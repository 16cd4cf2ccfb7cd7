use super::publisher::{PublishError, PublishRequest, Publisher};
use crate::clock::Clock;
use crate::config::PostSchedulerSettings;
use crate::error::{ErrorClass, PipelineError, PipelineResult};
use crate::events::{EventBus, LifecycleEvent, PostFailed, PostSucceeded};
use crate::pipeline_store::runtime_settings::{setting_or, POST_MAX_CONCURRENT};
use crate::pipeline_store::{
    FullPipelineStore, PostStats, PostStatus, PostStore, ScheduledPost, VideoStore,
};
use crate::retry_policy::RetryPolicy;
use crate::server::metrics;
use crate::storage::StorageTierManager;
use std::collections::VecDeque;
use std::sync::Arc;
use std::time::{Duration, Instant};
use tracing::{debug, error, info, warn};

#[derive(Debug, Clone, PartialEq)]
pub enum DispatchOutcome {
    Posted { remote_post_id: String },
    Retrying { attempts: u32, next_attempt_at: i64 },
    Failed { attempts: u32 },
    /// The post was no longer queued when we tried to claim it.
    Skipped,
}

/// Lazily pages through posts that are due, oldest schedule first.
///
/// The set is bounded by the `now` given at creation and the cursor only
/// moves forward, so iteration always ends. Creating a new iterator starts
/// over from the beginning.
pub struct DuePosts<'a> {
    store: &'a dyn FullPipelineStore,
    now: i64,
    page_size: usize,
    cursor: Option<(i64, i64)>,
    buffer: VecDeque<ScheduledPost>,
    exhausted: bool,
}

impl<'a> DuePosts<'a> {
    fn fetch_page(&mut self) -> PipelineResult<()> {
        let page = self
            .store
            .list_due_posts(self.now, self.cursor, self.page_size)?;
        if page.len() < self.page_size {
            self.exhausted = true;
        }
        if let Some(last) = page.last() {
            self.cursor = Some((last.scheduled_time, last.id));
        }
        self.buffer.extend(page);
        Ok(())
    }

    /// `(scheduled_time, id)` of the last post fetched.
    pub fn cursor(&self) -> Option<(i64, i64)> {
        self.cursor
    }
}

impl Iterator for DuePosts<'_> {
    type Item = PipelineResult<ScheduledPost>;

    fn next(&mut self) -> Option<Self::Item> {
        if self.buffer.is_empty() && !self.exhausted {
            if let Err(e) = self.fetch_page() {
                self.exhausted = true;
                return Some(Err(e));
            }
        }
        self.buffer.pop_front().map(Ok)
    }
}

/// Publishes downloaded videos at their scheduled time.
///
/// Post states: `queued → posting → posted | failed`, with failed attempts
/// going back to `queued` until the retry budget runs out.
pub struct PostScheduler {
    store: Arc<dyn FullPipelineStore>,
    clock: Arc<dyn Clock>,
    policy: RetryPolicy,
    settings: PostSchedulerSettings,
    events: EventBus,
    storage: Arc<StorageTierManager>,
    publisher: Option<Arc<dyn Publisher>>,
}

impl PostScheduler {
    pub fn new(
        store: Arc<dyn FullPipelineStore>,
        clock: Arc<dyn Clock>,
        settings: PostSchedulerSettings,
        events: EventBus,
        storage: Arc<StorageTierManager>,
        publisher: Option<Arc<dyn Publisher>>,
    ) -> Self {
        if publisher.is_none() {
            warn!("No publisher configured, scheduled posts will not be dispatched");
        }
        Self {
            policy: RetryPolicy::new(&settings.retry),
            store,
            clock,
            settings,
            events,
            storage,
            publisher,
        }
    }

    pub fn policy(&self) -> &RetryPolicy {
        &self.policy
    }

    pub fn can_publish(&self) -> bool {
        self.publisher.is_some()
    }

    pub fn max_concurrent(&self) -> usize {
        setting_or(
            self.store.as_ref(),
            POST_MAX_CONCURRENT,
            self.settings.max_concurrent,
            |n| *n > 0,
        )
    }

    fn check_schedule_time(&self, when: i64) -> PipelineResult<()> {
        let earliest = self.clock.now() - self.settings.schedule_grace_secs as i64;
        if when < earliest {
            return Err(PipelineError::InvalidSchedule(format!(
                "scheduled time {} is in the past",
                when
            )));
        }
        Ok(())
    }

    pub fn schedule(
        &self,
        video_id: &str,
        account: &str,
        when: i64,
        caption: Option<&str>,
    ) -> PipelineResult<ScheduledPost> {
        if account.trim().is_empty() {
            return Err(PipelineError::InvalidSchedule(
                "account must not be empty".to_string(),
            ));
        }
        self.check_schedule_time(when)?;
        let video = self
            .store
            .get_video(video_id)?
            .ok_or_else(|| PipelineError::not_found("video", video_id))?;
        if !video.status.has_artifact() {
            return Err(PipelineError::InvalidSchedule(format!(
                "video {} has no downloaded artifact ({})",
                video_id,
                video.status.as_db_str()
            )));
        }

        let post = self
            .store
            .insert_post(video_id, account, when, caption, self.clock.now())?;
        info!(
            video_id,
            account,
            post_id = post.id,
            "Scheduled post for {}",
            when
        );
        Ok(post)
    }

    /// Queued posts due at `now` whose backoff has elapsed.
    pub fn due_jobs(&self, now: i64) -> DuePosts<'_> {
        DuePosts {
            store: self.store.as_ref(),
            now,
            page_size: self.settings.page_size.max(1),
            cursor: None,
            buffer: VecDeque::new(),
            exhausted: false,
        }
    }

    /// Claims `post` and hands it to the publisher.
    pub async fn dispatch(&self, post: &ScheduledPost) -> PipelineResult<DispatchOutcome> {
        let Some(publisher) = &self.publisher else {
            return Err(PipelineError::Configuration(
                "no publisher configured".to_string(),
            ));
        };
        let Some(claimed) = self.store.claim_post(
            post.id,
            self.clock.now(),
            self.settings.lease_timeout_secs as i64,
        )?
        else {
            debug!("Post {} is no longer queued, skipping", post.id);
            return Ok(DispatchOutcome::Skipped);
        };

        // Restoring media and publishing both have to finish inside the
        // lease. Past it, lease recovery requeues the post and it could go
        // live twice.
        let lease = self.lease_duration();
        let started = Instant::now();
        let result = match tokio::time::timeout(lease, self.publish(publisher.as_ref(), &claimed))
            .await
        {
            Ok(result) => result,
            Err(_) => Err(PublishError::retryable(format!(
                "publish did not finish within its {}s lease",
                lease.as_secs()
            ))),
        };
        metrics::record_publish_duration(started.elapsed());

        match result {
            Ok(remote_post_id) => self.record_success(&claimed, remote_post_id),
            Err(error) => self.record_failure(&claimed, &error),
        }
    }

    /// How long a claimed post may stay in `posting`.
    pub fn lease_duration(&self) -> Duration {
        Duration::from_secs(self.settings.lease_timeout_secs)
    }

    async fn publish(
        &self,
        publisher: &dyn Publisher,
        post: &ScheduledPost,
    ) -> Result<String, PublishError> {
        let request = self.prepare(post).await.map_err(|e| {
            if e.class() == ErrorClass::Transient {
                PublishError::retryable(e.to_string())
            } else {
                PublishError::permanent(e.to_string())
            }
        })?;
        publisher.publish(&request).await
    }

    async fn prepare(&self, post: &ScheduledPost) -> PipelineResult<PublishRequest> {
        let video = self
            .store
            .get_video(&post.video_id)?
            .ok_or_else(|| PipelineError::not_found("video", &post.video_id))?;
        let media_path = self.storage.restore_local(&video).await?;
        Ok(PublishRequest {
            post_id: post.id,
            video_id: post.video_id.clone(),
            account: post.account.clone(),
            caption: post.caption.clone(),
            media_path,
            metadata: video.metadata,
        })
    }

    fn record_success(
        &self,
        post: &ScheduledPost,
        remote_post_id: String,
    ) -> PipelineResult<DispatchOutcome> {
        let now = self.clock.now();
        if !self.store.complete_post(post.id, &remote_post_id, now)? {
            error!(
                "Post {} was published as {} but its lease was lost",
                post.id, remote_post_id
            );
            return Err(PipelineError::InvalidState(format!(
                "post {} is no longer posting",
                post.id
            )));
        }
        metrics::record_post_outcome("posted");
        self.events.emit(LifecycleEvent::PostSucceeded(PostSucceeded {
            post_id: post.id,
            video_id: post.video_id.clone(),
            account: post.account.clone(),
            remote_post_id: remote_post_id.clone(),
            at: now,
        }));
        Ok(DispatchOutcome::Posted { remote_post_id })
    }

    fn record_failure(
        &self,
        post: &ScheduledPost,
        error: &PublishError,
    ) -> PipelineResult<DispatchOutcome> {
        let now = self.clock.now();
        let attempts = post.attempts + 1;

        if error.retryable && self.policy.should_retry(attempts) {
            let next_attempt_at = self.policy.next_attempt_at(now, attempts);
            if !self
                .store
                .retry_post(post.id, attempts, next_attempt_at, &error.message, now)?
            {
                return Err(PipelineError::InvalidState(format!(
                    "post {} is no longer posting",
                    post.id
                )));
            }
            warn!(
                video_id = %post.video_id,
                account = %post.account,
                attempts,
                "Publish of post {} failed, retrying in {}s: {}",
                post.id,
                next_attempt_at - now,
                error
            );
            metrics::record_post_outcome("retrying");
            return Ok(DispatchOutcome::Retrying {
                attempts,
                next_attempt_at,
            });
        }

        if !self
            .store
            .fail_post(post.id, attempts, &error.message, now)?
        {
            return Err(PipelineError::InvalidState(format!(
                "post {} is no longer posting",
                post.id
            )));
        }
        metrics::record_post_outcome("failed");
        self.events.emit(LifecycleEvent::PostFailed(PostFailed {
            post_id: post.id,
            video_id: post.video_id.clone(),
            account: post.account.clone(),
            attempts,
            reason: error.message.clone(),
            at: now,
        }));
        Ok(DispatchOutcome::Failed { attempts })
    }

    /// Moves a queued, never-attempted post to a new time.
    pub fn reschedule(&self, post_id: i64, when: i64) -> PipelineResult<ScheduledPost> {
        self.check_schedule_time(when)?;
        let post = self.get_post(post_id)?;
        if !self
            .store
            .reschedule_post(post_id, when, self.clock.now())?
        {
            return Err(PipelineError::InvalidState(format!(
                "post {} is {} after {} attempts and can no longer be rescheduled",
                post_id,
                post.status.as_db_str(),
                post.attempts
            )));
        }
        self.get_post(post_id)
    }

    /// Withdraws a queued post. It ends as `failed` with reason `cancelled`.
    pub fn cancel(&self, post_id: i64) -> PipelineResult<()> {
        let post = self.get_post(post_id)?;
        if !self.store.cancel_post(post_id, self.clock.now())? {
            return Err(PipelineError::InvalidState(format!(
                "post {} is {} and cannot be cancelled",
                post_id,
                post.status.as_db_str()
            )));
        }
        info!("Cancelled post {}", post_id);
        Ok(())
    }

    /// Returns posts stuck in `posting` past their lease to `queued`.
    pub fn release_expired_leases(&self, now: i64) -> PipelineResult<usize> {
        let released = self.store.release_expired_posts(now)?;
        if released > 0 {
            warn!("Recovered {} posts with expired leases", released);
        }
        Ok(released)
    }

    pub fn get_post(&self, post_id: i64) -> PipelineResult<ScheduledPost> {
        self.store
            .get_post(post_id)?
            .ok_or_else(|| PipelineError::not_found("post", post_id))
    }

    pub fn list_posts(
        &self,
        status: Option<PostStatus>,
        limit: usize,
        offset: usize,
    ) -> PipelineResult<Vec<ScheduledPost>> {
        Ok(self.store.list_posts(status, limit, offset)?)
    }

    pub fn stats(&self) -> PipelineResult<PostStats> {
        let stats = self.store.post_stats()?;
        metrics::set_post_queue_depth(&stats);
        Ok(stats)
    }
}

PROBLEM DESCRIPTION:
What you output must be the lines from the opening of the material above up to and including the line with "if let Some(last)", reproduced exactly.

FINISHED EXERCISE:
repository 16cd4cf2ccfb7cd7
use super::publisher::{PublishError, PublishRequest, Publisher};
use crate::clock::Clock;
use crate::config::PostSchedulerSettings;
use crate::error::{ErrorClass, PipelineError, PipelineResult};
use crate::events::{EventBus, LifecycleEvent, PostFailed, PostSucceeded};
use crate::pipeline_store::runtime_settings::{setting_or, POST_MAX_CONCURRENT};
use crate::pipeline_store::{
    FullPipelineStore, PostStats, PostStatus, PostStore, ScheduledPost, VideoStore,
};
use crate::retry_policy::RetryPolicy;
use crate::server::metrics;
use crate::storage::StorageTierManager;
use std::collections::VecDeque;
use std::sync::Arc;
use std::time::{Duration, Instant};
use tracing::{debug, error, info, warn};

#[derive(Debug, Clone, PartialEq)]
pub enum DispatchOutcome {
    Posted { remote_post_id: String },
    Retrying { attempts: u32, next_attempt_at: i64 },
    Failed { attempts: u32 },
    /// The post was no longer queued when we tried to claim it.
    Skipped,
}

/// Lazily pages through posts that are due, oldest schedule first.
///
/// The set is bounded by the `now` given at creation and the cursor only
/// moves forward, so iteration always ends. Creating a new iterator starts
/// over from the beginning.
pub struct DuePosts<'a> {
    store: &'a dyn FullPipelineStore,
    now: i64,
    page_size: usize,
    cursor: Option<(i64, i64)>,
    buffer: VecDeque<ScheduledPost>,
    exhausted: bool,
}

impl<'a> DuePosts<'a> {
    fn fetch_page(&mut self) -> PipelineResult<()> {
        let page = self
            .store
            .list_due_posts(self.now, self.cursor, self.page_size)?;
        if page.len() < self.page_size {
            self.exhausted = true;
        }
        if let Some(last) = page.last() {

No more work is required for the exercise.